- **PROBLEM DETAILS**
Search term "neurochord": copy each line of the data containing it.

Stored data entries:
■ ■ ■ ■ ■ ■ ■

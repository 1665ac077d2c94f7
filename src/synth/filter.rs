use std::f32::consts::PI;

/// The filter is transparent at or above this fraction of the sample rate.
pub const BYPASS_FRACTION: f32 = 0.4;

/// One-pole low-pass over interleaved stereo frames. Per-channel memory
/// persists across blocks; the coefficient is recomputed per block from the
/// smoothed cutoff.
#[derive(Debug)]
pub struct OnePoleLowPass {
    state: [f32; 2],
}

impl OnePoleLowPass {
    pub fn new() -> Self {
        Self { state: [0.0; 2] }
    }

    pub fn process(&mut self, frames: &mut [f32], cutoff_hz: f32, sample_rate: f32) {
        if !(sample_rate > 0.0) || !cutoff_hz.is_finite() {
            return;
        }
        if cutoff_hz >= sample_rate * BYPASS_FRACTION {
            return;
        }
        let norm = (cutoff_hz / (sample_rate * 0.5)).clamp(0.01, 0.99);
        let alpha = (-2.0 * PI * norm * 0.5).exp();

        for frame in frames.chunks_exact_mut(2) {
            for (ch, sample) in frame.iter_mut().enumerate() {
                let x = if sample.is_finite() { *sample } else { 0.0 };
                self.state[ch] = alpha * self.state[ch] + (1.0 - alpha) * x;
                *sample = self.state[ch];
            }
        }
    }

    pub fn reset(&mut self) {
        self.state = [0.0; 2];
    }
}

impl Default for OnePoleLowPass {
    fn default() -> Self {
        Self::new()
    }
}

#[cfg(test)]
mod tests {
    use super::*;

    const SR: f32 = 48_000.0;

    #[test]
    fn bypass_above_threshold_is_identity() {
        let mut filter = OnePoleLowPass::new();
        let mut buf: Vec<f32> = (0..64).map(|i| ((i as f32) * 0.3).sin()).collect();
        let original = buf.clone();
        filter.process(&mut buf, SR * BYPASS_FRACTION, SR);
        assert_eq!(buf, original);
    }

    #[test]
    fn low_cutoff_attenuates() {
        let mut filter = OnePoleLowPass::new();
        // Alternating +-1 is the highest representable frequency.
        let mut buf: Vec<f32> = (0..256).map(|i| if i % 4 < 2 { 1.0 } else { -1.0 }).collect();
        filter.process(&mut buf, 200.0, SR);
        let peak = buf[200..].iter().fold(0.0f32, |m, &s| m.max(s.abs()));
        assert!(peak < 0.2, "high frequency should be attenuated, peak {peak}");
    }

    #[test]
    fn dc_passes_through() {
        let mut filter = OnePoleLowPass::new();
        let mut buf = vec![0.5f32; 4096];
        filter.process(&mut buf, 500.0, SR);
        let tail = buf[buf.len() - 2];
        assert!((tail - 0.5).abs() < 0.01, "dc should converge, got {tail}");
    }

    #[test]
    fn state_persists_across_blocks() {
        let mut whole = OnePoleLowPass::new();
        let mut buf_whole: Vec<f32> = (0..128).map(|i| ((i / 2) as f32 * 0.1).sin()).collect();
        whole.process(&mut buf_whole, 800.0, SR);

        let mut split = OnePoleLowPass::new();
        let mut buf_split: Vec<f32> = (0..128).map(|i| ((i / 2) as f32 * 0.1).sin()).collect();
        let (a, b) = buf_split.split_at_mut(64);
        split.process(a, 800.0, SR);
        split.process(b, 800.0, SR);

        for (x, y) in buf_whole.iter().zip(buf_split.iter()) {
            assert!((x - y).abs() < 1e-6);
        }
    }

    #[test]
    fn non_finite_input_is_zeroed_into_state() {
        let mut filter = OnePoleLowPass::new();
        let mut buf = vec![f32::NAN, f32::NAN, 0.0, 0.0];
        filter.process(&mut buf, 500.0, SR);
        assert!(buf.iter().all(|s| s.is_finite()));
    }
}
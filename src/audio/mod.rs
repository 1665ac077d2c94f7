pub mod output;
pub mod writer;

pub use output::AudioOutput;
pub use writer::WavOutput;
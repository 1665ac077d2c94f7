use rand::rngs::SmallRng;
use rand::SeedableRng;

use neurochord::harmony::chord::{Chord, Quality};
use neurochord::harmony::harmonizer::Harmonizer;
use neurochord::harmony::tension::TensionWeights;

fn harmonizer(seed: u64) -> Harmonizer {
    Harmonizer::new(
        Some(0),
        TensionWeights::default(),
        4,
        SmallRng::seed_from_u64(seed),
    )
}

#[test]
fn every_selection_belongs_to_the_active_library() {
    let mut h = harmonizer(1);
    let mut prev = Chord::new(0, Quality::Maj);
    for step in 0..200 {
        let prob = (step as f32 * 0.13).sin().abs();
        let next = h.next(&prev, prob);
        assert!(h.library().contains(&next));
        prev = next;
    }
}

#[test]
fn selection_tracks_the_requested_tension() {
    let mut h = harmonizer(2);
    let prev = Chord::new(0, Quality::Maj);

    let mut low_sum = 0.0;
    let mut high_sum = 0.0;
    for _ in 0..50 {
        let low = h.next(&prev, 0.1);
        low_sum += h.tension(prev.root(), &low);
        let high = h.next(&prev, 0.9);
        high_sum += h.tension(prev.root(), &high);
    }
    assert!(
        low_sum < high_sum,
        "mean tension for low probability ({low_sum}) should undercut high ({high_sum})"
    );
}

#[test]
fn selection_varies_rather_than_repeating_one_chord() {
    let mut h = harmonizer(3);
    let prev = Chord::new(0, Quality::Maj);
    let mut seen = std::collections::HashSet::new();
    for _ in 0..60 {
        seen.insert(format!("{}", h.next(&prev, 0.5)));
    }
    assert!(seen.len() > 1, "weighted draw should keep variety");
}

#[test]
fn preset_selection_stays_inside_the_new_library() {
    let mut h = harmonizer(4);
    h.apply_preset("consonant").unwrap();
    let mut prev = Chord::new(0, Quality::Maj);
    for _ in 0..50 {
        let next = h.next(&prev, 0.3);
        assert!(h.library().contains(&next));
        assert!(matches!(
            next.quality,
            Quality::Maj | Quality::Min | Quality::Sus2 | Quality::Sus4
        ));
        prev = next;
    }
}

#[test]
fn chromatic_preset_lifts_the_key_restriction() {
    let mut h = harmonizer(5);
    h.apply_preset("chromatic").unwrap();
    let roots: std::collections::HashSet<u8> = h.library().iter().map(|c| c.root()).collect();
    assert_eq!(roots.len(), 12);
}

#[test]
fn failed_preset_keeps_the_running_configuration() {
    let mut h = harmonizer(6);
    let len_before = h.library().len();
    let weights_before = h.weights();
    let err = h.apply_preset("glitch").unwrap_err();
    assert!(err.contains("glitch"));
    assert_eq!(h.library().len(), len_before);
    assert_eq!(h.weights(), weights_before);
}
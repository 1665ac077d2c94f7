use std::sync::atomic::{AtomicU32, AtomicU64, Ordering};
use std::sync::Arc;

#[derive(Clone, Copy, Debug)]
pub struct SoftClipParams {
    pub ceiling: f32,
    pub drive: f32,
}

impl Default for SoftClipParams {
    fn default() -> Self {
        Self {
            ceiling: 1.25,
            drive: 0.8,
        }
    }
}

#[derive(Clone, Copy, Debug)]
pub enum LimiterMode {
    None,
    SoftClip(SoftClipParams),
}

impl Default for LimiterMode {
    fn default() -> Self {
        Self::SoftClip(SoftClipParams::default())
    }
}

#[derive(Clone, Copy, Debug, Default)]
pub struct LimiterStats {
    pub max_abs_in: f32,
    pub max_abs_out: f32,
    pub num_over: u64,
}

/// Out-of-band diagnostics for the render path: limiter engagement plus
/// render faults, published through atomics so the audio thread never
/// blocks on a reader.
#[derive(Debug, Default)]
pub struct LimiterMeter {
    engaged_count: AtomicU64,
    over_count: AtomicU64,
    fault_count: AtomicU64,
    max_abs_in_bits: AtomicU32,
    max_abs_out_bits: AtomicU32,
}

impl LimiterMeter {
    pub fn record(&self, stats: &LimiterStats) {
        if stats.num_over == 0 {
            return;
        }
        self.engaged_count.fetch_add(1, Ordering::Relaxed);
        self.over_count.fetch_add(stats.num_over, Ordering::Relaxed);
        self.max_abs_in_bits
            .store(stats.max_abs_in.to_bits(), Ordering::Relaxed);
        self.max_abs_out_bits
            .store(stats.max_abs_out.to_bits(), Ordering::Relaxed);
    }

    /// Count a render fault that was replaced by silence.
    pub fn record_fault(&self) {
        self.fault_count.fetch_add(1, Ordering::Relaxed);
    }

    pub fn fault_count(&self) -> u64 {
        self.fault_count.load(Ordering::Relaxed)
    }

    /// Drain the accumulated stats, or `None` when nothing engaged.
    pub fn take_snapshot(&self) -> Option<LimiterStats> {
        let engaged = self.engaged_count.swap(0, Ordering::Relaxed);
        if engaged == 0 {
            return None;
        }
        let over = self.over_count.swap(0, Ordering::Relaxed);
        let max_abs_in = f32::from_bits(self.max_abs_in_bits.swap(0, Ordering::Relaxed));
        let max_abs_out = f32::from_bits(self.max_abs_out_bits.swap(0, Ordering::Relaxed));
        Some(LimiterStats {
            max_abs_in,
            max_abs_out,
            num_over: over,
        })
    }
}

/// Final stage of the mix: a saturating soft clip that controls peaks
/// without hard clipping. Non-finite samples are zeroed on the way through.
#[derive(Debug)]
pub struct Limiter {
    mode: LimiterMode,
    stats: LimiterStats,
    meter: Option<Arc<LimiterMeter>>,
}

impl Limiter {
    pub fn new(mode: LimiterMode) -> Self {
        Self {
            mode,
            stats: LimiterStats::default(),
            meter: None,
        }
    }

    pub fn with_meter(mut self, meter: Arc<LimiterMeter>) -> Self {
        self.meter = Some(meter);
        self
    }

    pub fn process_interleaved(&mut self, frames: &mut [f32]) {
        if frames.is_empty() {
            return;
        }
        self.stats = LimiterStats::default();
        match self.mode {
            LimiterMode::None => {
                for sample in frames.iter_mut() {
                    if !sample.is_finite() {
                        *sample = 0.0;
                    }
                }
            }
            LimiterMode::SoftClip(params) => {
                let ceiling = params.ceiling.abs().max(1e-6);
                let drive = params.drive.max(0.0);
                for sample in frames.iter_mut() {
                    let x = if sample.is_finite() { *sample } else { 0.0 };
                    let abs_in = x.abs();
                    if abs_in > self.stats.max_abs_in {
                        self.stats.max_abs_in = abs_in;
                    }
                    if abs_in > ceiling {
                        self.stats.num_over += 1;
                    }
                    let y = (x * drive).tanh() * ceiling;
                    let abs_out = y.abs();
                    if abs_out > self.stats.max_abs_out {
                        self.stats.max_abs_out = abs_out;
                    }
                    *sample = y;
                }
            }
        }
        if let Some(meter) = self.meter.as_ref() {
            meter.record(&self.stats);
        }
    }

    pub fn stats(&self) -> LimiterStats {
        self.stats
    }
}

■ ■ ■ ■ ■ ■ ■

- **YOUR SOLUTION**
use neurochord::harmony::chord::{Chord, Quality};
use neurochord::harmony::harmonizer::Harmonizer;
use neurochord::harmony::tension::TensionWeights;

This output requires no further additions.